- Your goal -
Look through the records below, and whenever a line contains "ProviderLayer", copy it.

── Data for review ──

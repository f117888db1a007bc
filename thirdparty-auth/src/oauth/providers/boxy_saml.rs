//! BoxyHQ SAML Jackson, which fronts SAML IdPs with an OAuth2 facade.

use super::{config_layer, default_scope};
use crate::config::{set_if_empty, ProviderClientConfig};
use crate::error::Error;
use crate::oauth::provider::ProviderLayer;

fn apply_defaults(mut config: ProviderClientConfig) -> Result<ProviderClientConfig, Error> {
    set_if_empty(&mut config.name, "SAML");
    if let Some(boxy_url) = config.additional_config_str("boxyURL") {
        let boxy_url = boxy_url.trim_end_matches('/').to_string();
        set_if_empty(
            &mut config.authorization_endpoint,
            &format!("{}/api/oauth/authorize", boxy_url),
        );
        set_if_empty(
            &mut config.token_endpoint,
            &format!("{}/api/oauth/token", boxy_url),
        );
        set_if_empty(
            &mut config.user_info_endpoint,
            &format!("{}/api/oauth/userinfo", boxy_url),
        );
    }
    default_scope(&mut config, &["openid", "email"]);
    config
        .user_info_map
        .from_user_info_api
        .or_defaults("id", "email", "");
    Ok(config)
}

pub(crate) fn layer() -> ProviderLayer {
    config_layer(apply_defaults)
}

───

- Task solution -
use crate::oauth::provider::ProviderLayer;
pub(crate) fn layer() -> ProviderLayer {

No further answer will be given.